Motivazione questa più che condivisibile e scevra da qualunque errore logico o di diritto.

Peraltro, questa Corte, con indirizzo consolidato, ha più volte affermato il principio secondo cui
non è consentito, in sede di legittimità, un riesame del merito della controversia attraverso il
tramite strumentale dell’art. 360, n. 5 c.p.c. che nei suoi limiti obbiettivi e nella finalità sua
propria, è volto unicamente al controllo di legalità sul modo e sui mezzi adoperati dal giudice nella
motivazione delle fonti del suo convincimento in modo da poterne seguire il suo possesso logico. Ne
consegue che la valutazione delle circostanze e delle ragioni poste a base di tale convincimento
costituisce una res faeti insindacabile in sede di legittimità se non sussistono vizi logici ed errori di
diritto, come nella specie.

Deve essere, altresì, respinta la censura relativa alla conferma da parte della C.T.R.
dell’accertamento eseguito dall’Ufficio con metodo analitico induttivo con il quale è stato
identificato l’importo dei ricavi non contabilizzati sulla base della cifra corrispondente al saldo
negativo espresso nel c/cassa al 2.1.1994, senza, peraltro che fossero computati i costi relativi alla
ricostruzione del reddito.

Anche per questa censura valgono le considerazioni sopra espresse in quanto la società ricorrente
lamentando la violazione e falsa applicazione dell’art. 36 d.p.r. n. 600/1973 nonché omessa,
insufficiente e contraddittoria motivazione, tende ancora ad ottenere da questa Corte un giudizio di
merito, precluso in questa fase di legittimità; peraltro, detta censura è anche priva di
autosufficienza, avendo la società dedotto solo in modo del tutto generico l’esistenza di costi senza
neppure indicarne la natura e la consistenza.

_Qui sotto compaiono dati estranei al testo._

impl Parser {
    /// Create a parser and fetch the first token.
    #[must_use]
    pub fn new(source: &str) -> Self {
        let mut scanner = Scanner::new(source);
        let current = scanner.next_token();
        Self {
            scanner,
            current,
            param_bound: false,
            statement_span: Span::at(0),
            depth: 0,
        }
    }

    /// Parse every statement of `source`.
    pub fn parse_program(source: &str) -> InterpResult<Vec<Statement>> {
        let mut parser = Self::new(source);
        let mut statements = Vec::new();
        while let Some(stmt) = parser.next_statement()? {
            statements.push(stmt);
        }
        Ok(statements)
    }

    /// Parse the next `Statement ';'`, or return `None` at end of input.
    pub fn next_statement(&mut self) -> InterpResult<Option<Statement>> {
        check_lexical(&self.current)?;
        if self.current.kind.is_eof() {
            return Ok(None);
        }
        let start = self.current.span.start;
        let stmt = self.statement()?;
        if !self.at(TokenKind::Semicolon) {
            return Err(self.unexpected(TokenKind::Semicolon.describe()));
        }
        self.statement_span = Span::new(start, self.current.span.end);
        // Lexical errors in the lookahead surface on the next call, after
        // this statement has run.
        self.current = self.scanner.next_token();
        Ok(Some(stmt))
    }

    /// Span of the statement most recently returned by
    /// [`Self::next_statement`].
    #[must_use]
    pub const fn statement_span(&self) -> Span {
        self.statement_span
    }

    // -- token plumbing --

    fn advance(&mut self) -> InterpResult<()> {
        self.current = self.scanner.next_token();
        check_lexical(&self.current)
    }

    fn at(&self, kind: TokenKind) -> bool {
        self.current.kind.same_kind(&kind)
    }

    /// Consume a token of the given kind (payload ignored).
    fn expect(&mut self, kind: TokenKind) -> InterpResult<()> {
        if self.at(kind) {
            self.advance()
        } else {
            Err(self.unexpected(kind.describe()))
        }
    }

    fn unexpected(&self, expected: &str) -> InterpreterError {
        self.error(
            ErrorKind::UnexpectedToken,
            format!("expected {expected}, found {}", self.current),
        )
    }

    fn error(&self, kind: ErrorKind, message: String) -> InterpreterError {
        InterpreterError::new(kind, message).with_span(self.current.span)
    }

    /// Go one nesting level deeper, failing past [`MAX_DEPTH`].
    fn descend(&mut self) -> InterpResult<()> {
        if self.depth >= MAX_DEPTH {
            return Err(self.error(
                ErrorKind::Overflow,
                format!("expression nested deeper than {MAX_DEPTH} levels"),
            ));
        }
        self.depth += 1;
        Ok(())
    }

    /// Parse with `f` one level deeper.
    fn nested<T>(&mut self, f: impl FnOnce(&mut Self) -> InterpResult<T>) -> InterpResult<T> {
        self.descend()?;
        let result = f(self);
        self.depth -= 1;
        result
    }

    // -- statements --

    fn statement(&mut self) -> InterpResult<Statement> {
        match self.current.kind {
            TokenKind::Origin => {
                self.advance()?;
                self.expect(TokenKind::Is)?;
                let (x, y) = self.pair()?;
                Ok(Statement::Origin { x, y })
            }
            TokenKind::Scale => {
                self.advance()?;
                self.expect(TokenKind::Is)?;
                let (x, y) = self.pair()?;
                Ok(Statement::Scale { x, y })
            }
            TokenKind::Rot => {
                self.advance()?;
                self.expect(TokenKind::Is)?;
                Ok(Statement::Rot(self.expr()?))
            }
            TokenKind::Style => {
                self.advance()?;
                self.expect(TokenKind::Is)?;
                Ok(Statement::Style(self.style_value()?))
            }
            TokenKind::For => self.for_statement(),
            _ => Err(self.unexpected("ORIGIN, SCALE, ROT, STYLE or FOR")),
        }
    }

    fn for_statement(&mut self) -> InterpResult<Statement> {
        self.advance()?;
        self.expect(TokenKind::Param)?;
        self.expect(TokenKind::From)?;
        let start = self.expr()?;
        self.expect(TokenKind::To)?;
        let end = self.expr()?;
        self.expect(TokenKind::Step)?;
        let step = self.expr()?;
        self.expect(TokenKind::Draw)?;

        self.param_bound = true;
        let pair = self.pair();
        self.param_bound = false;
        let (x, y) = pair?;

        Ok(Statement::For {
            start,
            end,
            step,
            x,
            y,
        })
    }

    /// `'(' Expr ',' Expr ')'`
    fn pair(&mut self) -> InterpResult<(Expr, Expr)> {
        self.expect(TokenKind::LParen)?;
        let x = self.expr()?;
        self.expect(TokenKind::Comma)?;
        let y = self.expr()?;
        self.expect(TokenKind::RParen)?;
        Ok((x, y))
    }

    // -- style values --

    fn style_value(&mut self) -> InterpResult<StyleValue> {
        match self.current.kind {
            TokenKind::Color(color) => {
                self.advance()?;
                Ok(StyleValue {
                    color: Some(color),
                    ..StyleValue::default()
                })
            }
            TokenKind::Const(_) | TokenKind::Plus | TokenKind::Minus => {
                let width = self.line_width()?;
                Ok(StyleValue {
                    line_width: Some(width),
                    ..StyleValue::default()
                })
            }
            TokenKind::LParen => {
                self.advance()?;
                let TokenKind::Color(color) = self.current.kind else {
                    return Err(self.error(
                        ErrorKind::InvalidStyle,
                        format!("expected a color name, found {}", self.current),
                    ));
                };
                self.advance()?;
                let mut value = StyleValue {
                    color: Some(color),
                    ..StyleValue::default()
                };
                if self.at(TokenKind::Comma) {
                    self.advance()?;
                    value.opacity = Some(self.opacity()?);
                    if self.at(TokenKind::Comma) {
                        self.advance()?;
                        value.line_width = Some(self.line_width()?);
                    }
                }
                self.expect(TokenKind::RParen)?;
                Ok(value)
            }
            _ => Err(self.error(
                ErrorKind::InvalidStyle,
                format!("expected a color, a number or `(`, found {}", self.current),
            )),
        }
    }

    fn opacity(&mut self) -> InterpResult<Scalar> {
        let (value, span) = self.signed_number()?;
        if (0.0..=1.0).contains(&value) {
            Ok(value)
        } else {
            Err(InterpreterError::new(
                ErrorKind::OutOfRange,
                format!("opacity must be between 0 and 1, got {value}"),
            )
            .with_span(span))
        }
    }

    fn line_width(&mut self) -> InterpResult<Scalar> {
        let (value, span) = self.signed_number()?;
        if value >= 0.0 {
            Ok(value)
        } else {
            Err(InterpreterError::new(
                ErrorKind::OutOfRange,
                format!("line width must not be negative, got {value}"),
            )
            .with_span(span))
        }
    }

    /// `['+' | '-'] Number`, with the span covering the sign.
    fn signed_number(&mut self) -> InterpResult<(Scalar, Span)> {
        let start = self.current.span.start;
        let mut sign = 1.0;
        match self.current.kind {
            TokenKind::Minus => {
                sign = -1.0;
                self.advance()?;
            }
            TokenKind::Plus => self.advance()?,
            _ => {}
        }
        let TokenKind::Const(value) = self.current.kind else {
            return Err(self.error(
                ErrorKind::InvalidStyle,
                format!("expected a number, found {}", self.current),
            ));
        };
        let span = Span::new(start, self.current.span.end);
        self.advance()?;
        Ok((sign * value, span))
    }

    // -- expressions --

    fn expr(&mut self) -> InterpResult<Expr> {
        let outer = self.depth;
        let result = self.expr_chain();
        self.depth = outer;
        result
    }

    /// `Term { ('+' | '-') Term }`; every fold deepens the left spine.
    fn expr_chain(&mut self) -> InterpResult<Expr> {
        let mut lhs = self.term()?;
        loop {
            let op = match self.current.kind {
                TokenKind::Plus => BinOp::Add,
                TokenKind::Minus => BinOp::Sub,
                _ => return Ok(lhs),
            };
            self.descend()?;
            self.advance()?;
            let rhs = self.term()?;
            lhs = Expr::binary(op, lhs, rhs);
        }
    }

    fn term(&mut self) -> InterpResult<Expr> {
        let outer = self.depth;
        let result = self.term_chain();
        self.depth = outer;
        result
    }

    fn term_chain(&mut self) -> InterpResult<Expr> {
        let mut lhs = self.factor()?;
        loop {
            let op = match self.current.kind {
                TokenKind::Mul => BinOp::Mul,
                TokenKind::Div => BinOp::Div,
                _ => return Ok(lhs),
            };
            self.descend()?;
            self.advance()?;
            let rhs = self.factor()?;
            lhs = Expr::binary(op, lhs, rhs);
        }
    }

    fn factor(&mut self) -> InterpResult<Expr> {
        let op = match self.current.kind {
            TokenKind::Plus => BinOp::Add,
            TokenKind::Minus => BinOp::Sub,
            _ => return self.component(),
        };
        let operand = self.nested(|p| {
            p.advance()?;
            p.factor()
        })?;
        Ok(Expr::binary(op, Expr::Const(0.0), operand))
    }

    fn component(&mut self) -> InterpResult<Expr> {
        let base = self.atom()?;
        if !self.at(TokenKind::Power) {
            return Ok(base);
        }
        let exponent = self.nested(|p| {
            p.advance()?;
            p.factor()
        })?;
        Ok(Expr::binary(BinOp::Pow, base, exponent))
    }

    fn atom(&mut self) -> InterpResult<Expr> {
        match self.current.kind {
            TokenKind::Const(value) => {
                self.advance()?;
                Ok(Expr::Const(value))
            }
            TokenKind::Param => {
                if !self.param_bound {
                    return Err(self.error(
                        ErrorKind::UnboundParameter,
                        "T can only be used inside DRAW (x, y)".into(),
                    ));
                }
                self.advance()?;
                Ok(Expr::Param)
            }
            TokenKind::Func(func) => self.nested(|p| {
                p.advance()?;
                p.expect(TokenKind::LParen)?;
                let arg = p.expr()?;
                p.expect(TokenKind::RParen)?;
                Ok(Expr::call(func, arg))
            }),
            TokenKind::LParen => self.nested(|p| {
                p.advance()?;
                let inner = p.expr()?;
                p.expect(TokenKind::RParen)?;
                Ok(inner)
            }),
            _ => Err(self.unexpected("an expression")),
        }
    }
}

Occorre anche aggiungere, per completezza di esposizione, che questa Corte ha avuto già modo di
pronunciarsi in ipotesi similari statuendo un principio di diritto condiviso da questo Collegio, non
sussistendo, nella specie, alcun motivo per discostarsene, secondo il quale: “In tema di
accertamento induttivo del reddito d’impresa ai fini IRPEG ed ILOR, ai sensi dell’art. 39 del d.p.r.
n. 600 del 1973, la sussistenza di un saldo negativo di cassa, implicando che le voci di spesa sono
di entità superiore a quella degli introiti registrati, oltre a costituire un’anomalia contabile, fa
presumere l’esistenza di ricavi non contabilizzati in misura almeno pari al disavanzo.”

Conclusivamente, dichiarata assorbita ogni altra censura, il ricorso della società (...) deve essere
respinto. Le spese per questa fase di giudizio seguono la soccombenza ai sensi dell’art. 92 c.p.c. e
si liquidano come indicato in dispositivo. La Corte tuttavia, ritiene equo compensare le spese del
giudizio di merito.

P.Q.M.

Rigetta il ricorso. Compensa le spese del giudizio di merito e condanna la ricorrente società al
pagamento di quelle del giudizio di legittimità che si liquidano in €. 2.700,00 (duemilasettecento),
di cui €. 2.500,00 (duemilacinquecento) per onorari oltre spese generali ed accessori di legge.